Kressa stepped out of his line of fire, and Jaris dashed in from the side. He slid one arm around the boy's waist and used his free hand to take the gun away from him.
"Easy, child," Jaris soothed, easily holding the boy's feebly struggling form. "We won't hurt you." His voice sounded through Kressa's internal and external comm pickups in an odd duet. "My name's Jaris. What's yours?"
"Nico," the boy said, his breathing labored as he tried to gasp in enough oxygen from the stale air of the room. He glared up at Jaris. "Where're you from?"
"We're friends, Nico," Jaris assured him. He took a seat on a nearby cot, still holding the boy around the waist. "We're with the Confederacy."
Kressa moved to the oxygen bottles behind Jaris and the boy. A quick examination of the gauges told her what she feared: all but one of them was empty, and what remained in that one barely registered. She took the bottle and a mask to where Jaris sat with Nico slumped across his lap.
"How is he?" she asked, noting the boy's limply rolling head and glassy gaze.
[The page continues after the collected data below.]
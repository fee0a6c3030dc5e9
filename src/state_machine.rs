//! The state-machine executor interface and snapshot data types.

use anyhow::Result;
use async_trait::async_trait;
use serde::Deserialize;
use serde::Serialize;
use thiserror::Error;
use tokio::io::AsyncRead;
use tokio::io::AsyncSeek;
use tokio::io::AsyncWrite;

use crate::entry::Entry;
use crate::error::RaftError;
use crate::LogId;

/// Metadata identifying a snapshot: the last entry it covers.
///
/// The canonical file name of a snapshot is `{index}-{term}.snapshot`, written atomically
/// via rename by the implementation.
#[derive(Clone, Copy, Debug, PartialEq, Eq, Serialize, Deserialize)]
pub struct SnapshotMeta {
    /// The index of the last entry included in the snapshot.
    pub index: u64,
    /// The term of that entry.
    pub term: u64,
}

impl SnapshotMeta {
    pub fn log_id(&self) -> LogId {
        LogId {
            term: self.term,
            index: self.index,
        }
    }
}

/// A snapshot paired with a handle to its byte stream.
pub struct Snapshot<S>
where S: AsyncRead + AsyncSeek + Send + Unpin + 'static
{
    pub meta: SnapshotMeta,
    pub snapshot: Box<S>,
}

/// A per-entry application outcome.
///
/// The `Err` variant carries session and application failures which are returned to the
/// client in the response; they never demote the server's role.
pub type ApplyResult = std::result::Result<Vec<u8>, ApplyError>;

/// An error produced while applying an entry or executing a query.
#[derive(Debug, Error)]
pub enum ApplyError {
    #[error("unknown session {0}")]
    UnknownSession(u64),

    #[error("closed session {0}")]
    ClosedSession(u64),

    #[error("expired session {0}")]
    ExpiredSession(u64),

    #[error("command failure: {0}")]
    Command(String),

    #[error("query failure: {0}")]
    Query(String),

    #[error("application error: {0}")]
    Application(String),
}

impl From<ApplyError> for RaftError {
    fn from(err: ApplyError) -> Self {
        match err {
            ApplyError::UnknownSession(s) => RaftError::UnknownSession(s),
            ApplyError::ClosedSession(s) => RaftError::ClosedSession(s),
            ApplyError::ExpiredSession(s) => RaftError::ExpiredSession(s),
            ApplyError::Command(msg) => RaftError::CommandFailure(msg),
            ApplyError::Query(msg) => RaftError::QueryFailure(msg),
            ApplyError::Application(msg) => RaftError::ApplicationError(msg),
        }
    }
}

/// The state-machine executor which applies committed entries.
///
/// Implementations own session bookkeeping: commands are ordered per session by
/// `(session, sequence)` and a repeated pair must return the cached result rather than
/// re-executing. The core guarantees entries are presented exactly once each, in strictly
/// increasing index order, and never before they are committed.
///
/// Errors returned through the outer `Result` are treated as unrecoverable storage
/// failures and shut the server down; per-entry outcomes travel in [`ApplyResult`].
#[async_trait]
pub trait StateMachine: Send + Sync + 'static {
    /// The associated type used for exposing a snapshot for reading and writing.
    type SnapshotData: AsyncRead + AsyncWrite + AsyncSeek + Send + Unpin + 'static;

    /// Apply the given committed entries in order, returning one outcome per entry.
    ///
    /// All entry kinds are presented, including configurations and session lifecycle
    /// entries; implementations ignore the kinds they carry no state for. `Query` entries
    /// execute their read against the state as of the preceding entry and must not mutate.
    async fn apply(&self, entries: &[Entry]) -> Result<Vec<ApplyResult>>;

    /// Execute a read-only operation against current state, for sequential and
    /// lease-based reads which bypass the log.
    async fn query(&self, operation: &[u8]) -> Result<ApplyResult>;

    /// The id of the last entry this state machine has applied, `0-0` when pristine.
    async fn last_applied(&self) -> Result<LogId>;

    /// Write a snapshot of current state, returning a read handle to it.
    ///
    /// The returned metadata must identify the last applied entry at the time the state
    /// was captured.
    async fn snapshot(&self) -> Result<Snapshot<Self::SnapshotData>>;

    /// Get a read handle to the most recent complete snapshot, if one exists.
    async fn current_snapshot(&self) -> Result<Option<Snapshot<Self::SnapshotData>>>;

    /// Create a new blank snapshot stream for receiving an installation from the leader.
    async fn begin_receiving_snapshot(&self) -> Result<Box<Self::SnapshotData>>;

    /// Finalize the installation of a snapshot streamed from the leader, replacing all
    /// current state with its contents.
    async fn install_snapshot(&self, meta: &SnapshotMeta, snapshot: Box<Self::SnapshotData>) -> Result<()>;
}
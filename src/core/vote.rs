//! Vote and pre-vote handling, and the candidate's campaign.

use tokio::sync::mpsc;
use tracing_futures::Instrument;

use crate::core::Ballot;
use crate::core::CandidateState;
use crate::core::RaftCore;
use crate::core::Role;
use crate::core::UpdateCurrentLeader;
use crate::entry::MemberType;
use crate::error::RaftResult;
use crate::network::RaftNetwork;
use crate::raft::PollRequest;
use crate::raft::PollResponse;
use crate::raft::VoteRequest;
use crate::raft::VoteResponse;
use crate::state_machine::StateMachine;
use crate::ServerId;
use crate::Update;

impl<N: RaftNetwork, M: StateMachine> RaftCore<N, M> {
    /// Check if the given candidate log position is at least as up-to-date as ours (§5.4.1):
    /// the higher last term wins, then the higher last index.
    pub(super) fn is_log_up_to_date(&self, last_log_term: u64, last_log_index: u64) -> bool {
        last_log_term > self.last_log_id.term
            || (last_log_term == self.last_log_id.term && last_log_index >= self.last_log_id.index)
    }

    /// Handle a VoteRequest.
    ///
    /// A vote is granted only if the term is current, no conflicting vote was cast this
    /// term, and the candidate's log is up-to-date; the `(term, voted_for)` pair is
    /// persisted before the grant leaves this server. Non-ACTIVE members never grant.
    #[tracing::instrument(level = "debug", skip(self, req), fields(candidate = req.candidate, term = req.term))]
    pub(super) async fn handle_vote_request(&mut self, req: VoteRequest) -> RaftResult<VoteResponse> {
        if req.term < self.current_term {
            tracing::debug!(
                { candidate = req.candidate, term = req.term, current = self.current_term },
                "vote request with stale term"
            );
            return Ok(VoteResponse {
                term: self.current_term,
                voted: false,
            });
        }

        if req.term > self.current_term {
            self.update_current_term(req.term, None);
            self.update_current_leader(UpdateCurrentLeader::Unknown);
            self.save_hard_state().await?;
            if matches!(self.target_role, Role::Candidate | Role::Leader) {
                self.set_target_role(Role::Follower);
            }
            self.report_metrics(Update::Ignore);
        }

        if self.cluster.local_type() != MemberType::Active {
            return Ok(VoteResponse {
                term: self.current_term,
                voted: false,
            });
        }

        if !self.is_log_up_to_date(req.last_log_term, req.last_log_index) {
            tracing::debug!(candidate = req.candidate, "rejecting vote: candidate log is not up-to-date");
            return Ok(VoteResponse {
                term: self.current_term,
                voted: false,
            });
        }

        match self.voted_for {
            None => {
                self.voted_for = Some(req.candidate);
                // The vote must be durable before the response is visible (§5.4.1).
                self.save_hard_state().await?;
                self.update_next_election_timeout(false);
                self.report_metrics(Update::Ignore);
                tracing::debug!(candidate = req.candidate, term = self.current_term, "vote granted");
                Ok(VoteResponse {
                    term: self.current_term,
                    voted: true,
                })
            }
            Some(candidate) if candidate == req.candidate => Ok(VoteResponse {
                term: self.current_term,
                voted: true,
            }),
            Some(_) => Ok(VoteResponse {
                term: self.current_term,
                voted: false,
            }),
        }
    }

    /// Handle a PollRequest (pre-vote).
    ///
    /// Non-binding: mutates nothing and persists nothing. The answer mirrors what a
    /// VoteRequest at the next term would receive from this server right now.
    #[tracing::instrument(level = "debug", skip(self, req), fields(candidate = req.candidate, term = req.term))]
    pub(super) fn handle_poll_request(&self, req: &PollRequest) -> PollResponse {
        let accepted = req.term >= self.current_term
            && self.cluster.local_type() == MemberType::Active
            && matches!(self.target_role, Role::Follower | Role::Candidate)
            && self.is_log_up_to_date(req.last_log_term, req.last_log_index);
        PollResponse {
            term: self.current_term,
            accepted,
        }
    }
}

impl<'a, N: RaftNetwork, M: StateMachine> CandidateState<'a, N, M> {
    /// Send PollRequests to all ACTIVE peers in parallel, at the current (un-incremented)
    /// term.
    #[tracing::instrument(level = "trace", skip(self, tx_ballot))]
    pub(super) fn spawn_parallel_poll_requests(&self, tx_ballot: &mpsc::UnboundedSender<(Ballot, ServerId)>) {
        let rpc = PollRequest {
            term: self.core.current_term,
            candidate: self.core.id,
            last_log_index: self.core.last_log_id.index,
            last_log_term: self.core.last_log_id.term,
        };
        for target in self.active_peers() {
            let rpc = rpc.clone();
            let network = self.core.network.clone();
            let tx = tx_ballot.clone();
            tokio::spawn(
                async move {
                    match network.send_poll(target, rpc).await {
                        Ok(res) => {
                            let _ = tx.send((Ballot::Poll(res), target));
                        }
                        Err(err) => tracing::warn!(peer = target, error = %err, "error sending PollRequest"),
                    }
                }
                .instrument(tracing::debug_span!("poll", peer = target)),
            );
        }
    }

    /// Send VoteRequests to all ACTIVE peers in parallel, at the freshly incremented term.
    #[tracing::instrument(level = "trace", skip(self, tx_ballot))]
    pub(super) fn spawn_parallel_vote_requests(&self, tx_ballot: &mpsc::UnboundedSender<(Ballot, ServerId)>) {
        let rpc = VoteRequest {
            term: self.core.current_term,
            candidate: self.core.id,
            last_log_index: self.core.last_log_id.index,
            last_log_term: self.core.last_log_id.term,
        };
        for target in self.active_peers() {
            let rpc = rpc.clone();
            let network = self.core.network.clone();
            let tx = tx_ballot.clone();
            tokio::spawn(
                async move {
                    match network.send_vote(target, rpc).await {
                        Ok(res) => {
                            let _ = tx.send((Ballot::Vote(res), target));
                        }
                        Err(err) => tracing::warn!(peer = target, error = %err, "error sending VoteRequest"),
                    }
                }
                .instrument(tracing::debug_span!("vote", peer = target)),
            );
        }
    }

    fn active_peers(&self) -> Vec<ServerId> {
        self.core
            .cluster
            .configuration()
            .active_ids()
            .into_iter()
            .filter(|id| *id != self.core.id)
            .collect()
    }

    /// The pre-vote quorum granted; increment the term, vote for ourselves, persist, and
    /// request binding votes.
    #[tracing::instrument(level = "debug", skip(self, tx_ballot), fields(id = self.core.id))]
    pub(super) async fn start_election(
        &mut self,
        tx_ballot: &mpsc::UnboundedSender<(Ballot, ServerId)>,
    ) -> RaftResult<()> {
        self.in_vote_phase = true;
        self.core.update_next_election_timeout(false);
        self.core.current_term += 1;
        self.core.voted_for = Some(self.core.id);
        self.core.update_current_leader(UpdateCurrentLeader::Unknown);
        self.core.save_hard_state().await?;
        self.core.report_metrics(Update::Update(None));
        tracing::info!(id = self.core.id, term = self.core.current_term, "campaigning for leadership");

        self.spawn_parallel_vote_requests(tx_ballot);
        if self.votes_granted >= self.votes_needed {
            // Single-member quorum.
            self.become_leader();
        }
        Ok(())
    }

    /// Handle a pre-vote ballot from a peer.
    #[tracing::instrument(level = "debug", skip(self, res, tx_ballot), fields(peer = target))]
    pub(super) async fn handle_poll_response(
        &mut self,
        res: PollResponse,
        target: ServerId,
        tx_ballot: &mpsc::UnboundedSender<(Ballot, ServerId)>,
    ) -> RaftResult<()> {
        if res.term > self.core.current_term {
            self.core.update_current_term(res.term, None);
            self.core.save_hard_state().await?;
            self.core.set_target_role(Role::Follower);
            return Ok(());
        }
        if self.in_vote_phase || !res.accepted {
            return Ok(());
        }
        self.pre_votes_granted += 1;
        if self.pre_votes_granted >= self.votes_needed {
            self.start_election(tx_ballot).await?;
        }
        Ok(())
    }

    /// Handle a binding vote from a peer.
    #[tracing::instrument(level = "debug", skip(self, res), fields(peer = target))]
    pub(super) async fn handle_vote_response(&mut self, res: VoteResponse, target: ServerId) -> RaftResult<()> {
        if res.term > self.core.current_term {
            tracing::debug!({ res.term }, "reverting to follower due to greater term observed in VoteResponse");
            self.core.update_current_term(res.term, None);
            self.core.save_hard_state().await?;
            self.core.set_target_role(Role::Follower);
            return Ok(());
        }
        if !self.in_vote_phase || !res.voted {
            return Ok(());
        }
        self.votes_granted += 1;
        if self.votes_granted >= self.votes_needed {
            self.become_leader();
        }
        Ok(())
    }

    fn become_leader(&mut self) {
        tracing::info!(id = self.core.id, term = self.core.current_term, "election won");
        self.core.set_target_role(Role::Leader);
    }
}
"He could use some of that." Jaris nodded to the bottle she carried.
She moved the mask toward the boy, her other hand on the bottle's control valve, but as the mask approached his face, Nico twitched to life and batted it away.
"No!" he gasped, his expression growing stern. "No. That's for the women. I can't…" He paused to gulp in a lungful of air. "I have to take care of the women…"
Kressa pressed the mask to his face and activated the valve, ignoring the boy's half-hearted attempts to remove it.
When his prying hands became strong and his desperate gulps for air leveled out to deep, steady breaths, she turned off the flow of oxygen and let him push the mask away.
"Better?" she asked.
He answered her with an angry glare.
She smiled and tousled his mop of curly red hair. "Now, I'll see to the women, Nico. You just lie there and rest. Jaris, call the ship and let them know what we found."